A year after the US Supreme Court made interracial marriage legal in 1967, and seven months after Martin Luther King Jr. was assassinated in 1968, an explosive kiss between a white man and a Black woman made television history.
Although set 300 years in the future, the locked lips of Star Trek’s Captain Kirk and Lieutenant Uhura spoke to a tension still yet to be reconciled today. Incredibly, it reportedly provoked little commentary at the time. You can only imagine what the reaction on Twitter might have been.
But the legacy of that moment remains: television as a force for good, with purpose, with impact — storytelling as magic, conjuring empathy, teleporting viewers into lives that they would never otherwise know so intimately, making us all that little bit more human.

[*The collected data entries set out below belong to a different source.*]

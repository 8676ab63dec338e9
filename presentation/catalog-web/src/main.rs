use dotenvy::dotenv;

mod api;
mod config;
mod setup;

use config::app_config::AppConfig;
use setup::{dependency_injection::DependencyContainer, server::Server};

/// Product catalog web service.
///
/// - config/: environment-driven settings (server, CORS, catalog seeding)
/// - setup/: dependency wiring and the poem server
/// - api/: JSON endpoints, DTOs, error mapping and the HTML page
#[tokio::main]
async fn main() -> anyhow::Result<()> {
    let env_filter = tracing_subscriber::EnvFilter::try_from_default_env()
        .unwrap_or_else(|_| tracing_subscriber::EnvFilter::new("info"));
    tracing_subscriber::fmt().with_env_filter(env_filter).init();

    dotenv().ok();

    let config = AppConfig::from_env();
    let container = DependencyContainer::new(&config.catalog)?;

    Server::run(config, container).await?;

    Ok(())
}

Netflix isn’t just a cosy night in anymore. It can be our whole world, one that we haven’t seen properly in a while, reflected back to us in the most truthful terms, with all the wonderful and ugly bits lumped in together. And like most reflections — at least, when you haven’t had a haircut in four months — you might actually be a bit shocked by what’s staring back at you.
That intensity can change you, and change the world around you.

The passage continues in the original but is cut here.